If he wore a pirate hat or something it might be mildly interesting but that thing is just dull. And irritating..


----------



## orangeclymer (Aug 18, 2009)

thechriswebb said:


> Well, Contador is the man right now, and has so far demonstrated himself to be the strongest in the sport at this time. No one can argue that the odds are not in his favor. Not a single one of us can say for sure who will win in July, though. If this is an argument over whether or not Armstrong can be competitive this year, then I don't think anyone can seriously argue against that. Armstrong was competitive in 2009, and most people believe that it is possible for him to come into the 2010 Tour in better form. I am not predicting an Armstrong win; I'm just saying that barring some sort of injury, we have no reason not to believe that he will be a competitive factor in the race.
> 
> I don't think that out-climbing Contador is going to be a possibility. We've only seen one person do that, and I don't expect that he will ever be seen in the TDF again. Lance's only fighting shot is to be able to ITT like he could ten years ago. If he wants to win the Tour, he will have to beat Contador in the time trials. I wonder if Contador will be able to maintain what he did last year in time trials; he kind of scared me. It freaked me out when he started putting away guys like Zabriskie and Cancellara in ITT's.

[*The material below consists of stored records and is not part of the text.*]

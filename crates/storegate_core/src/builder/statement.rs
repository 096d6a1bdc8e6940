//! Compiled, parameterized statements.

use crate::model::record::Value;
use std::fmt::{Display, Formatter};

/// Logical operation a statement performs.
#[derive(Debug, Clone, Copy, PartialEq, Eq, Hash)]
pub enum StatementKind {
    Select,
    SelectForUpdate,
    Count,
    Exists,
    Insert,
    Update,
    Upsert,
    Delete,
}

impl StatementKind {
    pub fn as_str(self) -> &'static str {
        match self {
            Self::Select => "select",
            Self::SelectForUpdate => "select_for_update",
            Self::Count => "count",
            Self::Exists => "exists",
            Self::Insert => "insert",
            Self::Update => "update",
            Self::Upsert => "upsert",
            Self::Delete => "delete",
        }
    }

    pub fn is_write(self) -> bool {
        !matches!(self, Self::Select | Self::Count | Self::Exists)
    }
}

impl Display for StatementKind {
    fn fmt(&self, f: &mut Formatter<'_>) -> std::fmt::Result {
        f.write_str(self.as_str())
    }
}

/// SQL text with positional `?N` placeholders and their bound values.
#[derive(Debug, Clone, PartialEq)]
pub struct Statement {
    pub kind: StatementKind,
    pub sql: String,
    pub params: Vec<Value>,
}

impl Statement {
    pub fn new(kind: StatementKind, sql: impl Into<String>, params: Vec<Value>) -> Self {
        Self {
            kind,
            sql: sql.into(),
            params,
        }
    }
}

/// Accumulates SQL text and assigns placeholder numbers in bind order.
#[derive(Debug, Default)]
pub(crate) struct SqlWriter {
    sql: String,
    params: Vec<Value>,
}

impl SqlWriter {
    pub(crate) fn new() -> Self {
        Self::default()
    }

    pub(crate) fn push(&mut self, fragment: &str) -> &mut Self {
        self.sql.push_str(fragment);
        self
    }

    /// Binds a value and returns its placeholder.
    pub(crate) fn bind(&mut self, value: Value) -> String {
        self.params.push(value);
        format!("?{}", self.params.len())
    }

    pub(crate) fn finish(self, kind: StatementKind) -> Statement {
        Statement::new(kind, self.sql, self.params)
    }
}

/// Quotes an identifier for the SQLite dialect.
pub(crate) fn quote_ident(name: &str) -> String {
    format!("\"{}\"", name.replace('"', "\"\""))
}
//! Recording provider test double.
//!
//! Every control statement and compiled statement is appended to a shared
//! log; statements are answered from a queue of canned results, falling back
//! to "no rows" once the queue is empty.

use super::{IsolationLevel, Provider, ProviderError, ProviderResult, Session};
use crate::builder::{Statement, StatementKind};
use crate::model::record::Record;
use std::collections::VecDeque;
use std::sync::{Arc, Mutex, MutexGuard};

/// One entry of the recorded log.
#[derive(Debug, Clone, PartialEq)]
pub enum Recorded {
    /// Begin/savepoint/commit/rollback SQL.
    Control(String),
    Statement(Statement),
}

#[derive(Default)]
struct Shared {
    log: Vec<Recorded>,
    responses: VecDeque<ProviderResult<Vec<Record>>>,
}

/// Provider double that records issued SQL and replays canned results.
#[derive(Clone, Default)]
pub struct RecordingProvider {
    shared: Arc<Mutex<Shared>>,
    isolation: IsolationLevel,
}

impl RecordingProvider {
    pub fn new() -> Self {
        Self::default()
    }

    pub fn with_isolation(mut self, isolation: IsolationLevel) -> Self {
        self.isolation = isolation;
        self
    }

    /// Queues the rows returned by the next unanswered statement.
    pub fn push_rows(&self, rows: Vec<Record>) {
        self.lock().responses.push_back(Ok(rows));
    }

    /// Queues an error for the next unanswered statement.
    pub fn push_error(&self, error: ProviderError) {
        self.lock().responses.push_back(Err(error));
    }

    /// Snapshot of the full log, control SQL included.
    pub fn recorded(&self) -> Vec<Recorded> {
        self.lock().log.clone()
    }

    /// Compiled statements only, in issue order.
    pub fn statements(&self) -> Vec<Statement> {
        self.lock()
            .log
            .iter()
            .filter_map(|entry| match entry {
                Recorded::Statement(statement) => Some(statement.clone()),
                Recorded::Control(_) => None,
            })
            .collect()
    }

    pub fn statement_kinds(&self) -> Vec<StatementKind> {
        self.statements()
            .into_iter()
            .map(|statement| statement.kind)
            .collect()
    }

    pub fn clear(&self) {
        let mut shared = self.lock();
        shared.log.clear();
        shared.responses.clear();
    }

    fn lock(&self) -> MutexGuard<'_, Shared> {
        // A panicking test thread must not hide the log from later asserts.
        self.shared
            .lock()
            .unwrap_or_else(|poisoned| poisoned.into_inner())
    }
}

impl Provider for RecordingProvider {
    type Session = RecordingSession;

    fn acquire(&self) -> ProviderResult<Self::Session> {
        Ok(RecordingSession {
            shared: Arc::clone(&self.shared),
        })
    }

    fn isolation(&self) -> IsolationLevel {
        self.isolation
    }
}

pub struct RecordingSession {
    shared: Arc<Mutex<Shared>>,
}

impl RecordingSession {
    fn lock(&self) -> MutexGuard<'_, Shared> {
        self.shared
            .lock()
            .unwrap_or_else(|poisoned| poisoned.into_inner())
    }
}

impl Session for RecordingSession {
    fn query(&mut self, statement: &Statement) -> ProviderResult<Vec<Record>> {
        let mut shared = self.lock();
        shared.log.push(Recorded::Statement(statement.clone()));
        shared.responses.pop_front().unwrap_or_else(|| Ok(Vec::new()))
    }

    fn execute_batch(&mut self, sql: &str) -> ProviderResult<()> {
        self.lock().log.push(Recorded::Control(sql.to_string()));
        Ok(())
    }
}
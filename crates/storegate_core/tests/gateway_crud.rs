mod common;

use common::{items_schema, memory_provider, writers_schema, ITEMS_DDL, LIBRARY_DDL};
use std::sync::Arc;
use serde_json::json;
use storegate_core::{
    Column, Comparison, Filter, Gateway, GatewayError, PageOptions, Record, RequestContext,
    SqlGateway, SqliteProvider, TableSchema, Value,
};

fn items_gateway() -> SqlGateway<SqliteProvider> {
    SqlGateway::new(memory_provider(ITEMS_DDL), items_schema())
}

fn id_of(record: &Record) -> Value {
    record.get("id").cloned().unwrap()
}

#[test]
fn add_update_and_stale_update_scenario() {
    let gateway = items_gateway();
    let ctx = RequestContext::anonymous();

    let created = gateway
        .add(
            &ctx,
            Record::new().with("t", "foo").with("f", 1.23).with("b", true),
        )
        .unwrap();
    assert!(matches!(created.get("id"), Some(Value::Integer(_))));
    assert_eq!(created.get("b"), Some(&Value::Bool(true)));
    assert_eq!(created.get("f"), Some(&Value::Real(1.23)));
    assert_eq!(created.get("created_at"), created.get("updated_at"));
    let stale = created.get("updated_at").cloned().unwrap();

    let updated = gateway
        .update(
            &ctx,
            Record::new().with("id", id_of(&created)).with("t", "bar"),
            None,
        )
        .unwrap();
    assert_eq!(updated.get("t"), Some(&Value::from("bar")));
    assert!(
        updated.get("updated_at").and_then(Value::as_i64)
            > updated.get("created_at").and_then(Value::as_i64)
    );
    assert_eq!(updated.get("f"), Some(&Value::Real(1.23)));

    let error = gateway
        .update(
            &ctx,
            Record::new().with("id", id_of(&created)).with("t", "baz"),
            Some(&stale),
        )
        .unwrap_err();
    assert!(matches!(error, GatewayError::Conflict(_)));
    assert!(error.is_recoverable());

    let current = gateway.get(&ctx, &id_of(&created)).unwrap().unwrap();
    assert_eq!(current.get("t"), Some(&Value::from("bar")));
}

#[test]
fn remove_is_idempotent() {
    let gateway = items_gateway();
    let ctx = RequestContext::anonymous();
    let created = gateway.add(&ctx, Record::new().with("t", "gone")).unwrap();
    let id = id_of(&created);

    assert!(gateway.remove(&ctx, &id).unwrap());
    assert!(!gateway.remove(&ctx, &id).unwrap());
    assert!(gateway.get(&ctx, &id).unwrap().is_none());
}

#[test]
fn repeated_upserts_converge_to_last_payload() {
    let gateway = items_gateway();
    let ctx = RequestContext::anonymous();

    let first = gateway
        .upsert(
            &ctx,
            Record::new()
                .with("id", 10)
                .with("t", "a")
                .with("f", 1.0)
                .with("counter", 5),
        )
        .unwrap();
    let second = gateway
        .upsert(&ctx, Record::new().with("id", 10).with("t", "b"))
        .unwrap();

    let stored = gateway.get(&ctx, &Value::from(10)).unwrap().unwrap();
    assert_eq!(stored, second);
    assert_eq!(stored.get("t"), Some(&Value::from("b")));
    assert_eq!(stored.get("f"), Some(&Value::Null));
    assert_eq!(stored.get("counter"), Some(&Value::from(0)));
    assert_eq!(stored.get("created_at"), first.get("created_at"));
    assert!(
        stored.get("updated_at").and_then(Value::as_i64)
            > first.get("updated_at").and_then(Value::as_i64)
    );
    assert_eq!(gateway.count(&ctx, &[]).unwrap(), 1);
}

#[test]
fn upsert_without_id_adds_a_row() {
    let gateway = items_gateway();
    let ctx = RequestContext::anonymous();

    let created = gateway.upsert(&ctx, Record::new().with("t", "new")).unwrap();
    assert!(matches!(created.get("id"), Some(Value::Integer(_))));
    assert_eq!(gateway.count(&ctx, &[]).unwrap(), 1);
}

#[test]
fn optimistic_update_rejects_writer_holding_stale_timestamp() {
    let gateway = items_gateway();
    let ctx = RequestContext::anonymous();
    let created = gateway.add(&ctx, Record::new().with("t", "base")).unwrap();
    let id = id_of(&created);
    let t0 = created.get("updated_at").cloned().unwrap();

    let by_a = gateway
        .update(&ctx, Record::new().with("id", id.clone()).with("t", "a"), Some(&t0))
        .unwrap();
    assert!(by_a.get("updated_at").and_then(Value::as_i64) > t0.as_i64());

    let by_b = gateway.update(
        &ctx,
        Record::new().with("id", id.clone()).with("t", "b"),
        Some(&t0),
    );
    assert!(matches!(by_b, Err(GatewayError::Conflict(_))));

    let current = gateway.get(&ctx, &id).unwrap().unwrap();
    assert_eq!(current.get("t"), Some(&Value::from("a")));
}

#[test]
fn updating_missing_row_is_does_not_exist() {
    let gateway = items_gateway();
    let ctx = RequestContext::anonymous();

    let plain = gateway
        .update(&ctx, Record::new().with("id", 999).with("t", "x"), None)
        .unwrap_err();
    assert!(matches!(
        plain,
        GatewayError::DoesNotExist { ref entity, id: Some(Value::Integer(999)) } if entity == "items"
    ));

    let conditional = gateway
        .update(
            &ctx,
            Record::new().with("id", 999).with("t", "x"),
            Some(&Value::from(1)),
        )
        .unwrap_err();
    assert!(matches!(conditional, GatewayError::DoesNotExist { .. }));
}

#[test]
fn update_without_id_is_a_contract_violation() {
    let gateway = items_gateway();
    let error = gateway
        .update(
            &RequestContext::anonymous(),
            Record::new().with("t", "x"),
            None,
        )
        .unwrap_err();
    assert!(matches!(error, GatewayError::Contract(_)));
    assert!(!error.is_recoverable());
}

#[test]
fn pagination_reports_filtered_total_and_cursor() {
    let gateway = items_gateway();
    let ctx = RequestContext::anonymous();
    for index in 0..5 {
        gateway
            .add(
                &ctx,
                Record::new()
                    .with("t", format!("i{index}"))
                    .with("counter", index),
            )
            .unwrap();
    }

    let short = gateway
        .paginate(&ctx, &[], &PageOptions::new(10).unwrap())
        .unwrap();
    assert_eq!(short.total, 5);
    assert_eq!(short.len(), 5);
    assert_eq!(short.next_cursor, None);

    let first = gateway
        .paginate(&ctx, &[], &PageOptions::new(2).unwrap())
        .unwrap();
    assert_eq!(first.total, 5);
    assert_eq!(first.len(), 2);
    assert_eq!(first.limit, Some(2));
    assert_eq!(first.offset, Some(0));
    let cursor = first.next_cursor.clone().unwrap();
    assert_eq!(cursor, id_of(&first.items[1]));

    let second = gateway
        .paginate(&ctx, &[], &PageOptions::new(2).unwrap().after(cursor.clone()).unwrap())
        .unwrap();
    assert_eq!(second.total, 5);
    assert_eq!(second.offset, None);
    assert!(second
        .items
        .iter()
        .all(|item| item.get("id").and_then(Value::as_i64) > cursor.as_i64()));

    let tail = gateway
        .paginate(
            &ctx,
            &[],
            &PageOptions::new(2).unwrap().with_offset(4).unwrap(),
        )
        .unwrap();
    assert_eq!(tail.total, 5);
    assert_eq!(tail.len(), 1);

    let filtered = gateway
        .paginate(
            &ctx,
            &[Filter::compare("counter", Comparison::Gte, vec![Value::from(3)]).unwrap()],
            &PageOptions::new(1).unwrap().order_by("counter", false),
        )
        .unwrap();
    assert_eq!(filtered.total, 2);
    assert_eq!(filtered.items[0].get("counter"), Some(&Value::from(4)));
}

#[test]
fn count_exists_and_filter_semantics() {
    let gateway = items_gateway();
    let ctx = RequestContext::anonymous();
    gateway.add(&ctx, Record::new().with("t", "a")).unwrap();
    gateway.add(&ctx, Record::new().with("t", "b")).unwrap();
    gateway.add(&ctx, Record::new()).unwrap();

    let a_or_b = Filter::new("t", vec![Value::from("a"), Value::from("b")]);
    assert_eq!(gateway.count(&ctx, &[a_or_b]).unwrap(), 2);

    let with_null = Filter::new("t", vec![Value::from("a"), Value::Null]);
    assert_eq!(gateway.filter(&ctx, &[with_null], None).unwrap().len(), 2);

    assert!(!gateway
        .exists(&ctx, &[Filter::eq("t", "missing")])
        .unwrap());
    assert!(gateway.exists(&ctx, &[Filter::eq("t", "a")]).unwrap());
    assert!(gateway
        .filter(&ctx, &[Filter::eq("unknown_column", 1)], None)
        .unwrap()
        .is_empty());
    assert!(gateway
        .filter(&ctx, &[Filter::new("t", Vec::new())], None)
        .unwrap()
        .is_empty());
}

#[test]
fn returned_records_are_owned_copies() {
    let gateway = items_gateway();
    let ctx = RequestContext::anonymous();
    let created = gateway.add(&ctx, Record::new().with("t", "orig")).unwrap();

    let mut fetched = gateway.get(&ctx, &id_of(&created)).unwrap().unwrap();
    fetched.insert("t", "mutated locally");

    let again = gateway.get(&ctx, &id_of(&created)).unwrap().unwrap();
    assert_eq!(again.get("t"), Some(&Value::from("orig")));
}

#[test]
fn unique_violation_is_already_exists_with_enriched_value() {
    let provider = memory_provider(LIBRARY_DDL);
    let writers = SqlGateway::new(Arc::clone(&provider), writers_schema());
    let ctx = RequestContext::anonymous();

    writers
        .add(&ctx, Record::new().with("name", "Le Guin"))
        .unwrap();
    let error = writers
        .add(&ctx, Record::new().with("name", "Le Guin"))
        .unwrap_err();

    assert!(matches!(
        error,
        GatewayError::AlreadyExists {
            key: Some(ref key),
            value: Some(Value::Text(ref value)),
        } if key == "name" && value == "Le Guin"
    ));
    assert_eq!(writers.count(&ctx, &[]).unwrap(), 1);
}

#[test]
fn json_column_round_trips_strings_and_arrays() {
    let provider = memory_provider("CREATE TABLE cfg (id INTEGER PRIMARY KEY, meta TEXT);");
    let gateway = SqlGateway::new(provider, TableSchema::new("cfg", [Column::json("meta")]));
    let ctx = RequestContext::anonymous();

    for (payload, expected) in [
        (r#"{"meta": "hello"}"#, json!("hello")),
        (r#"{"meta": [{"k": 1}]}"#, json!([{ "k": 1 }])),
        (r#"{"meta": []}"#, json!([])),
    ] {
        let record: Record = serde_json::from_str(payload).unwrap();
        let created = gateway.add(&ctx, record).unwrap();
        assert_eq!(created.get("meta"), Some(&Value::Json(expected.clone())));

        let loaded = gateway.get(&ctx, &id_of(&created)).unwrap().unwrap();
        assert_eq!(loaded.get("meta"), Some(&Value::Json(expected)));
    }

    let matched = gateway
        .filter(&ctx, &[Filter::eq("meta", "hello")], None)
        .unwrap();
    assert_eq!(matched.len(), 1);

    let first = matched[0].clone();
    let updated = gateway
        .update(
            &ctx,
            Record::new()
                .with("id", id_of(&first))
                .with("meta", vec![Record::new().with("k", 2)]),
            None,
        )
        .unwrap();
    assert_eq!(updated.get("meta"), Some(&Value::Json(json!([{ "k": 2 }]))));
}
//! SQLite-backed provider.
//!
//! # Responsibility
//! - Own the `r2d2` pool of configured SQLite connections.
//! - Execute compiled statements and convert rows into records.
//! - Translate driver failures into provider error kinds.
//! - Offer the narrow administrative API used by bootstrap and tests.
//!
//! # Invariants
//! - Every pooled connection has `foreign_keys=ON` and the configured busy
//!   timeout before it is handed out.
//! - Administrative operations run in autocommit, outside transactions.

mod admin;
mod errors;
mod open;

pub use errors::{map_driver_error, parse_violated_key};
pub use open::{open_provider, open_provider_in_memory};

use crate::builder::Statement;
use crate::model::record::{Record, Value};
use crate::provider::{IsolationLevel, Provider, ProviderError, ProviderResult, Session};
use log::debug;
use r2d2::PooledConnection;
use r2d2_sqlite::SqliteConnectionManager;
use rusqlite::types::{Value as SqlValue, ValueRef};
use rusqlite::{params_from_iter, Connection};
use std::time::Instant;

pub type SqlitePool = r2d2::Pool<SqliteConnectionManager>;

/// Provider over a pool of SQLite connections.
pub struct SqliteProvider {
    pool: SqlitePool,
    isolation: IsolationLevel,
}

impl SqliteProvider {
    pub(crate) fn new(pool: SqlitePool, isolation: IsolationLevel) -> Self {
        Self { pool, isolation }
    }

    /// Largest number of simultaneously checked-out sessions.
    pub fn pool_size(&self) -> u32 {
        self.pool.max_size()
    }
}

impl Provider for SqliteProvider {
    type Session = SqliteSession;

    fn acquire(&self) -> ProviderResult<Self::Session> {
        let conn = self.pool.get()?;
        Ok(SqliteSession { conn })
    }

    fn isolation(&self) -> IsolationLevel {
        self.isolation
    }
}

/// One pooled connection; returned to the pool on drop.
pub struct SqliteSession {
    conn: PooledConnection<SqliteConnectionManager>,
}

impl SqliteSession {
    pub fn connection(&self) -> &Connection {
        &self.conn
    }
}

impl Session for SqliteSession {
    fn query(&mut self, statement: &Statement) -> ProviderResult<Vec<Record>> {
        query_records(&self.conn, statement)
    }

    fn execute_batch(&mut self, sql: &str) -> ProviderResult<()> {
        self.conn.execute_batch(sql).map_err(map_driver_error)
    }
}

fn query_records(conn: &Connection, statement: &Statement) -> ProviderResult<Vec<Record>> {
    let started_at = Instant::now();
    let params = statement
        .params
        .iter()
        .map(to_sql_value)
        .collect::<ProviderResult<Vec<_>>>()?;

    let mut stmt = conn
        .prepare_cached(&statement.sql)
        .map_err(map_driver_error)?;
    let columns: Vec<String> = stmt
        .column_names()
        .into_iter()
        .map(str::to_string)
        .collect();

    let mut rows = stmt
        .query(params_from_iter(params))
        .map_err(map_driver_error)?;
    let mut records = Vec::new();
    while let Some(row) = rows.next().map_err(map_driver_error)? {
        let mut record = Record::new();
        for (index, name) in columns.iter().enumerate() {
            let value = row.get_ref(index).map_err(map_driver_error)?;
            record.insert(name.as_str(), from_sql_ref(name, value)?);
        }
        records.push(record);
    }

    debug!(
        "event=statement_execute module=db kind={} write={} params={} rows={} duration_ms={}",
        statement.kind,
        statement.kind.is_write(),
        statement.params.len(),
        records.len(),
        started_at.elapsed().as_millis()
    );
    Ok(records)
}

fn to_sql_value(value: &Value) -> ProviderResult<SqlValue> {
    Ok(match value {
        Value::Null => SqlValue::Null,
        Value::Bool(value) => SqlValue::Integer(i64::from(*value)),
        Value::Integer(value) => SqlValue::Integer(*value),
        Value::Real(value) => SqlValue::Real(*value),
        Value::Text(value) => SqlValue::Text(value.clone()),
        Value::Json(document) => SqlValue::Text(document.to_string()),
        Value::Related(_) => {
            return Err(ProviderError::InvalidData(
                "related children cannot be bound as a parameter".to_string(),
            ));
        }
    })
}

fn from_sql_ref(column: &str, value: ValueRef<'_>) -> ProviderResult<Value> {
    match value {
        ValueRef::Null => Ok(Value::Null),
        ValueRef::Integer(value) => Ok(Value::Integer(value)),
        ValueRef::Real(value) => Ok(Value::Real(value)),
        ValueRef::Text(bytes) => String::from_utf8(bytes.to_vec())
            .map(Value::Text)
            .map_err(|_| ProviderError::InvalidData(format!("non-utf8 text in column `{column}`"))),
        ValueRef::Blob(_) => Err(ProviderError::InvalidData(format!(
            "blob values are not supported (column `{column}`)"
        ))),
    }
}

Wrong on many counts. LA is far and away the best climber to ever ride the TDF period with or without Contador in the field. Contador cannot ride TT's like LA either.

09 became a training yr for LA once he got injured make no mistake. He sized up his competition is all he did for the entire 09 TDF and readied himself for 2010 so buckle up ladies cuz the man is back.


----------



## iliveonnitro (Feb 19, 2006)

safetyguy said:


> So look at it from a w/kg or VAM perspective:
> 
> 09 - tour AC ~ 6.73/w/kg, LA ~6.25, or VAM of 1850 v 1720 (Verbier). Now that was an ET performance to say the least.
> 
> ...


There are 10,000 different people who analyzed VAMs at the TdF this year. None of the people can agree, and most of them far over-state it.

State your source.


----------



## Kram (Jan 28, 2004)

You said "Evans"!!! Hahahahahahaha. That is all.....


----------



## Raven1911 (Apr 28, 2002)

I will have to say that the argument of LA vs. AC is valid, HOWEVER, I think LA's TEAM will be much better and will support him better in the tour. I haven't looked at AC's team very well, but I know Johan will make sure the whole team works as a team. AC could be better, but will get nowhere without a team in the tour.


----------



## davidka (Dec 12, 2001)

orangeclymer said:


> Wrong on many counts. LA is far and away the best climber to ever ride the TDF period with or without Contador in the field. Contador cannot ride TT's like LA either.
> 
> 09 became a training yr for LA once he got injured make no mistake. He sized up his competition is all he did for the entire 09 TDF and readied himself for 2010 so buckle up ladies cuz the man is back.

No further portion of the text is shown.